Des mises en fourrière à la «légalité incertaine»

Le plus étonnant dans cette analyse, c’est qu’elle renvoie dos à dos les parties en présence. Ces services «génèrent autant d’externalités positives et de satisfaction pour les uns que d’externalités négatives et de nuisances pour les autres». Les conditions de déploiement du service «lui ont été préjudiciables», une «situation anarchique» a suivi mais «la réponse réglementaire établie dans l’urgence et la précipitation […] ne répond qu’imparfaitement aux défaillances qu’elle est supposée corriger». Quant aux opérateurs, «ils se sont montrés, dans une logique d’autorégulation, conciliants et attentifs à corriger certaines de leurs pratiques pour éviter une régulation trop restrictive et punitive». Les auteurs de la note s’étonnent d’ailleurs qu’ils n’aient pas contesté les nombreuses mises en fourrière, «dont la légalité était incertaine».

La trottinette a ses qualités de mode de déplacement complémentaire non polluant.
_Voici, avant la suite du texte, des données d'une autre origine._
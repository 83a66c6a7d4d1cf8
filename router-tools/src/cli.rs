use std::path::PathBuf;

use clap::{Parser, ValueEnum};

#[derive(Parser, Debug)]
#[command(name = "router-tools")]
#[command(about = "Detect configuration and static NAT drift between a pair of routers")]
pub struct Cli {
    #[command(flatten)]
    pub global: GlobalArgs,
    /// Mode to run. Without one an interactive menu is shown.
    #[command(subcommand)]
    pub command: Option<Command>,
}

#[derive(clap::Args, Debug, Clone)]
pub struct GlobalArgs {
    /// Settings TOML file. ROUTER_* environment variables override it.
    #[arg(long, global = true)]
    pub config: Option<PathBuf>,
    /// Read captured output from <dir>/<host>.txt instead of connecting over SSH.
    #[arg(long, global = true)]
    pub snapshots: Option<PathBuf>,
    #[arg(long, value_enum, default_value_t = OutputFormat::Text, global = true)]
    pub format: OutputFormat,
    /// Disable colored output.
    #[arg(long, global = true)]
    pub no_color: bool,
    /// Debug logging on stderr (RUST_LOG takes precedence).
    #[arg(short, long, global = true)]
    pub verbose: bool,
}

#[derive(clap::Subcommand, Debug, Clone)]
pub enum Command {
    /// Reconcile static NAT entries of both routers by public address.
    NatDiff,
    /// Count static NAT entries on one router.
    NatCount(NatCountArgs),
    /// Unified diff of both routers' running configs after noise cleanup.
    ConfigDiff(ConfigDiffArgs),
    /// Pick a mode from an interactive menu.
    Menu,
}

#[derive(Parser, Debug, Clone)]
pub struct NatCountArgs {
    /// Which configured router to query.
    #[arg(long, value_enum, default_value_t = Router::First)]
    pub router: Router,
}

#[derive(Parser, Debug, Clone)]
pub struct ConfigDiffArgs {
    /// Unchanged lines shown around each change.
    #[arg(long, default_value_t = 3)]
    pub context: usize,
}

#[derive(Clone, Copy, Debug, ValueEnum, PartialEq, Eq)]
pub enum Router {
    #[value(name = "1")]
    First,
    #[value(name = "2")]
    Second,
}

#[derive(Clone, Copy, Debug, ValueEnum)]
pub enum OutputFormat {
    Text,
    Json,
}
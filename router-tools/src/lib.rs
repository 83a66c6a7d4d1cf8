//! Router pair drift detection.
//!
//! Collaborators around the pure comparison logic in `router-diff-core`:
//!
//! - [`settings`] — endpoints, credentials and timeouts, validated once
//! - [`transport`] — "run this command on that device" over SSH or from captures
//! - [`fetch`] — the two-device fetch barrier with independent failures
//! - [`compare`] — the three operator modes built on top of the above
//! - [`report`] — terminal rendering of mode results

pub mod compare;
pub mod fetch;
pub mod report;
pub mod settings;
pub mod transport;
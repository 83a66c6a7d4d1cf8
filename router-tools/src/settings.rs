//! Device endpoints, credentials and timeouts.
//!
//! Sources, lowest precedence first: built-in defaults, an optional TOML
//! file, then `ROUTER_*` environment variables (a `.env` file is loaded into
//! the environment by the binary before this runs). Blank values count as
//! unset.

use std::fmt::{self, Display, Formatter};
use std::fs;
use std::path::{Path, PathBuf};
use std::str::FromStr;
use std::time::Duration;

use serde::{Deserialize, Serialize};
use thiserror::Error;

use crate::transport::Endpoint;

pub const ENV_HOST_1: &str = "ROUTER_HOST_1";
pub const ENV_HOST_2: &str = "ROUTER_HOST_2";
pub const ENV_USERNAME: &str = "ROUTER_USERNAME";
pub const ENV_PASSWORD: &str = "ROUTER_PASSWORD";
pub const ENV_KEY_FILE: &str = "ROUTER_KEY_FILE";
pub const ENV_DEVICE_TYPE: &str = "ROUTER_DEVICE_TYPE";
pub const ENV_PORT: &str = "ROUTER_PORT";
pub const ENV_CONNECT_TIMEOUT: &str = "ROUTER_CONNECT_TIMEOUT";
pub const ENV_READ_TIMEOUT: &str = "ROUTER_READ_TIMEOUT";

const DEFAULT_PORT: u16 = 22;
const DEFAULT_CONNECT_TIMEOUT: Duration = Duration::from_secs(30);

/// Errors returned while assembling [`Settings`].
#[derive(Debug, Error)]
pub enum SettingsError {
    #[error("missing required setting {0}")]
    Missing(&'static str),
    #[error("invalid value for {name}: {value:?} ({reason})")]
    Invalid {
        name: &'static str,
        value: String,
        reason: String,
    },
    #[error("failed to read settings file {path}: {source}")]
    Io {
        path: String,
        source: std::io::Error,
    },
    #[error("failed to parse settings file {path}: {source}")]
    Parse {
        path: String,
        source: toml::de::Error,
    },
}

/// CLI flavour spoken by the devices.
#[derive(Debug, Clone, Copy, PartialEq, Eq, Default, Serialize, Deserialize)]
#[serde(rename_all = "snake_case")]
pub enum DeviceType {
    #[default]
    CiscoIos,
    CiscoXe,
}

impl FromStr for DeviceType {
    type Err = String;

    fn from_str(s: &str) -> Result<Self, Self::Err> {
        match s.trim().to_ascii_lowercase().as_str() {
            "cisco_ios" => Ok(Self::CiscoIos),
            "cisco_xe" => Ok(Self::CiscoXe),
            other => Err(format!("unsupported device type '{other}'")),
        }
    }
}

impl Display for DeviceType {
    fn fmt(&self, f: &mut Formatter<'_>) -> fmt::Result {
        match self {
            Self::CiscoIos => f.write_str("cisco_ios"),
            Self::CiscoXe => f.write_str("cisco_xe"),
        }
    }
}

/// On-disk form of the settings file. Every field is optional.
#[derive(Debug, Clone, Default, PartialEq, Eq, Deserialize)]
#[serde(deny_unknown_fields)]
pub struct SettingsFile {
    pub router1: Option<String>,
    pub router2: Option<String>,
    pub username: Option<String>,
    pub password: Option<String>,
    pub key_file: Option<String>,
    pub device_type: Option<String>,
    pub port: Option<u16>,
    pub connect_timeout_secs: Option<u64>,
    pub read_timeout_secs: Option<u64>,
}

impl SettingsFile {
    pub fn load(path: &Path) -> Result<Self, SettingsError> {
        let raw = fs::read_to_string(path).map_err(|source| SettingsError::Io {
            path: path.display().to_string(),
            source,
        })?;
        toml::from_str(&raw).map_err(|source| SettingsError::Parse {
            path: path.display().to_string(),
            source,
        })
    }
}

/// Validated settings, passed explicitly to every mode.
#[derive(Debug, Clone, PartialEq, Eq)]
pub struct Settings {
    pub router1: Endpoint,
    /// Only required by the two-device modes; see [`Settings::pair`].
    pub router2: Option<Endpoint>,
    pub username: Option<String>,
    pub password: Option<String>,
    /// Private key for public-key auth, used when no password is set.
    pub key_file: Option<PathBuf>,
    pub device_type: DeviceType,
    pub connect_timeout: Duration,
    /// Overrides the per-command read timeout when set.
    pub read_timeout: Option<Duration>,
}

impl Settings {
    /// Load from an optional TOML file and the process environment.
    pub fn load(path: Option<&Path>) -> Result<Self, SettingsError> {
        let file = match path {
            Some(path) => SettingsFile::load(path)?,
            None => SettingsFile::default(),
        };
        Self::from_sources(file, |name| std::env::var(name).ok())
    }

    /// Merge a settings file with an environment lookup (environment wins).
    pub fn from_sources<F>(file: SettingsFile, env: F) -> Result<Self, SettingsError>
    where
        F: Fn(&str) -> Option<String>,
    {
        let pick = |name: &str, fallback: Option<String>| non_blank(env(name)).or(non_blank(fallback));

        let port = match pick(ENV_PORT, file.port.map(|p| p.to_string())) {
            Some(raw) => parse_number::<u16>(ENV_PORT, &raw)?,
            None => DEFAULT_PORT,
        };
        if port == 0 {
            return Err(SettingsError::Invalid {
                name: ENV_PORT,
                value: "0".to_string(),
                reason: "port must be non-zero".to_string(),
            });
        }

        let device_type = match pick(ENV_DEVICE_TYPE, file.device_type) {
            Some(raw) => raw.parse::<DeviceType>().map_err(|reason| SettingsError::Invalid {
                name: ENV_DEVICE_TYPE,
                value: raw.clone(),
                reason,
            })?,
            None => DeviceType::default(),
        };

        let connect_timeout = match pick(ENV_CONNECT_TIMEOUT, file.connect_timeout_secs.map(|s| s.to_string())) {
            Some(raw) => Duration::from_secs(parse_number(ENV_CONNECT_TIMEOUT, &raw)?),
            None => DEFAULT_CONNECT_TIMEOUT,
        };
        let read_timeout = pick(ENV_READ_TIMEOUT, file.read_timeout_secs.map(|s| s.to_string()))
            .map(|raw| parse_number(ENV_READ_TIMEOUT, &raw).map(Duration::from_secs))
            .transpose()?;

        let router1 = pick(ENV_HOST_1, file.router1)
            .map(|host| Endpoint::new(host, port))
            .ok_or(SettingsError::Missing(ENV_HOST_1))?;
        let router2 = pick(ENV_HOST_2, file.router2).map(|host| Endpoint::new(host, port));

        Ok(Self {
            router1,
            router2,
            username: pick(ENV_USERNAME, file.username),
            password: pick(ENV_PASSWORD, file.password),
            key_file: pick(ENV_KEY_FILE, file.key_file).map(PathBuf::from),
            device_type,
            connect_timeout,
            read_timeout,
        })
    }

    /// Both endpoints, for the two-device modes.
    pub fn pair(&self) -> Result<[&Endpoint; 2], SettingsError> {
        let router2 = self
            .router2
            .as_ref()
            .ok_or(SettingsError::Missing(ENV_HOST_2))?;
        Ok([&self.router1, router2])
    }

    pub fn read_timeout_or(&self, default: Duration) -> Duration {
        self.read_timeout.unwrap_or(default)
    }
}

fn non_blank(value: Option<String>) -> Option<String> {
    value
        .map(|v| v.trim().to_string())
        .filter(|v| !v.is_empty())
}

fn parse_number<T>(name: &'static str, raw: &str) -> Result<T, SettingsError>
where
    T: FromStr,
    T::Err: Display,
{
    raw.parse().map_err(|err: T::Err| SettingsError::Invalid {
        name,
        value: raw.to_string(),
        reason: err.to_string(),
    })
}
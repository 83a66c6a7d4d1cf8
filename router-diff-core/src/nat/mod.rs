//! Static NAT parity between two routers.
//!
//! Entries are compared by public address, not by raw line text, so token
//! order or trailing options never register as drift. The only unsafe case
//! is one public address pointing at two different inside hosts.

pub mod index;
pub mod reconcile;
pub mod record;

pub use index::{build_index, count_nat_lines, nat_lines, PublicIndex, ShadowedRecord};
pub use reconcile::{reconcile, Conflict, ReconciliationResult};
pub use record::{parse, NatRecord, ParseError};

/// Command prefix of an IOS static inside-source NAT entry.
pub const NAT_MATCH: &str = "ip nat inside source static";
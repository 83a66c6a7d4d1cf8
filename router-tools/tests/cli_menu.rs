use std::path::PathBuf;

use assert_cmd::Command;
use predicates::prelude::*;
use tempfile::tempdir;

fn fixture(path: &str) -> PathBuf {
    PathBuf::from(env!("CARGO_MANIFEST_DIR"))
        .join("..")
        .join(path)
}

fn router_tools(workdir: &std::path::Path) -> Command {
    let mut cmd = Command::new(assert_cmd::cargo::cargo_bin!("router-tools"));
    cmd.current_dir(workdir)
        .env("ROUTER_HOST_1", "edge-a")
        .env("ROUTER_HOST_2", "edge-b")
        .arg("--no-color")
        .arg("--snapshots")
        .arg(fixture("fixtures/snapshots"));
    cmd
}

#[test]
fn menu_dispatches_selected_mode() {
    let dir = tempdir().expect("tempdir");
    router_tools(dir.path())
        .write_stdin("2\n")
        .assert()
        .success()
        .stdout(predicate::str::contains("1. nat-diff\n2. nat-count\n3. config-diff"))
        .stdout(predicate::str::contains("Mode:   nat-count"))
        .stdout(predicate::str::contains("Count:  4"));
}

#[test]
fn explicit_menu_subcommand_runs_config_diff() {
    let dir = tempdir().expect("tempdir");
    router_tools(dir.path())
        .arg("menu")
        .write_stdin("3\n")
        .assert()
        .success()
        .stdout(predicate::str::contains("--- edge-a:running-config"));
}

#[test]
fn invalid_selection_exits_one() {
    let dir = tempdir().expect("tempdir");
    router_tools(dir.path())
        .write_stdin("7\n")
        .assert()
        .code(1)
        .stdout(predicate::str::contains("Invalid selection."));
}
use std::io::{self, BufRead, Write};

use anyhow::{Context, Result};

use crate::cli::{Command, ConfigDiffArgs, NatCountArgs, Router};

const OPTIONS: [&str; 3] = ["nat-diff", "nat-count", "config-diff"];

/// Show the mode menu and read one selection from `input`.
///
/// Returns `None` for anything that is not a listed option.
pub fn prompt(input: &mut impl BufRead, output: &mut impl Write) -> Result<Option<Command>> {
    writeln!(output, "\nRouter Tools")?;
    writeln!(output, "------------")?;
    for (idx, name) in OPTIONS.iter().enumerate() {
        writeln!(output, "{}. {name}", idx + 1)?;
    }
    write!(output, "\nSelect an option (1-{}): ", OPTIONS.len())?;
    output.flush()?;

    let mut line = String::new();
    input
        .read_line(&mut line)
        .context("failed to read menu selection")?;
    Ok(parse_choice(&line))
}

/// Prompt on the process's own stdin/stdout.
pub fn prompt_stdio() -> Result<Option<Command>> {
    prompt(&mut io::stdin().lock(), &mut io::stdout().lock())
}

fn parse_choice(raw: &str) -> Option<Command> {
    match raw.trim() {
        "1" => Some(Command::NatDiff),
        "2" => Some(Command::NatCount(NatCountArgs {
            router: Router::First,
        })),
        "3" => Some(Command::ConfigDiff(ConfigDiffArgs { context: 3 })),
        _ => None,
    }
}

#[cfg(test)]
mod tests {
    use super::{parse_choice, prompt};
    use crate::cli::{Command, Router};

    #[test]
    fn maps_numbers_to_modes() {
        assert!(matches!(parse_choice("1\n"), Some(Command::NatDiff)));
        assert!(matches!(
            parse_choice(" 2 "),
            Some(Command::NatCount(args)) if args.router == Router::First
        ));
        assert!(matches!(
            parse_choice("3"),
            Some(Command::ConfigDiff(args)) if args.context == 3
        ));
        assert!(parse_choice("4").is_none());
        assert!(parse_choice("").is_none());
    }

    #[test]
    fn prompt_lists_options_before_reading() {
        let mut input: &[u8] = b"9\n";
        let mut output = Vec::new();
        let choice = prompt(&mut input, &mut output).expect("prompt");

        let shown = String::from_utf8(output).expect("utf8");
        assert!(shown.contains("1. nat-diff\n2. nat-count\n3. config-diff\n"));
        assert!(shown.ends_with("Select an option (1-3): "));
        assert!(choice.is_none());
    }
}
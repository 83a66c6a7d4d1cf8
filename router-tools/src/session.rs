use anyhow::{Context, Result};
use router_tools::settings::Settings;
use router_tools::transport::{SnapshotTransport, SshTransport, Transport};

use crate::cli::GlobalArgs;

/// Validated settings plus the transport every mode fetches through.
pub struct Session {
    pub settings: Settings,
    transport: Box<dyn Transport>,
}

impl Session {
    pub fn open(global: &GlobalArgs) -> Result<Self> {
        let settings = Settings::load(global.config.as_deref()).context("invalid settings")?;
        let transport: Box<dyn Transport> = match &global.snapshots {
            Some(dir) => Box::new(SnapshotTransport::new(dir)),
            None => Box::new(SshTransport::from_settings(&settings).context("invalid settings")?),
        };
        tracing::debug!(
            router1 = %settings.router1,
            device_type = %settings.device_type,
            snapshots = global.snapshots.is_some(),
            "session ready"
        );
        Ok(Self {
            settings,
            transport,
        })
    }

    pub fn transport(&self) -> &dyn Transport {
        self.transport.as_ref()
    }
}
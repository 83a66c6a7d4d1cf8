use std::fmt::{self, Display, Formatter};

use serde::Serialize;

/// Marker for the timestamp banner IOS prints at the top of `show running-config`.
const LAST_CHANGE_BANNER: &str = "Last configuration change";

const COMMENT_MARKER: char = '!';

const TERMINATOR: &str = "end";

/// One surviving line of a normalized configuration dump.
///
/// Never empty, never a `!` comment, never the bare `end` terminator.
#[derive(Debug, Clone, PartialEq, Eq, Hash, PartialOrd, Ord, Serialize)]
#[serde(transparent)]
pub struct ConfigLine(String);

impl ConfigLine {
    pub fn as_str(&self) -> &str {
        &self.0
    }
}

impl Display for ConfigLine {
    fn fmt(&self, f: &mut Formatter<'_>) -> fmt::Result {
        f.write_str(&self.0)
    }
}

impl AsRef<str> for ConfigLine {
    fn as_ref(&self) -> &str {
        &self.0
    }
}

/// Strip run-to-run noise from raw device output.
///
/// Accepts `\n`, `\r\n`, and bare `\r` line endings. Relative order of the
/// surviving lines is preserved.
pub fn normalize(raw: &str) -> Vec<ConfigLine> {
    raw.split(['\r', '\n'])
        .map(str::trim_end)
        .filter(|line| keep_line(line))
        .map(|line| ConfigLine(line.to_string()))
        .collect()
}

fn keep_line(line: &str) -> bool {
    !line.is_empty()
        && !line.starts_with(COMMENT_MARKER)
        && line != TERMINATOR
        && !line.contains(LAST_CHANGE_BANNER)
}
Alors, comment la civiliser ? La réponse «passera par un changement de paradigme, celui de la mobilité comme service». Pour atteindre ce graal, il faut qu’une seule application et un seul moyen de paiement permette d’utiliser absolument tout, de la trottinette au train de banlieue en passant par l’autopartage, le vélo libre-service, le métro, le bus, etc. «C’est dans un environnement réglementaire en construction que les collectivités vont devoir s’emparer du sujet.» Au menu : «Une politique d’open data ambitieuse», de sérieuses discussions sur le partage de la valeur et le mariage «sur une même plateforme» d’acteurs «à la fois concurrents et partenaires». Il s’agit, concluent les auteurs, de «bâtir un vrai cadre juridique et régulateur de la ville intelligente».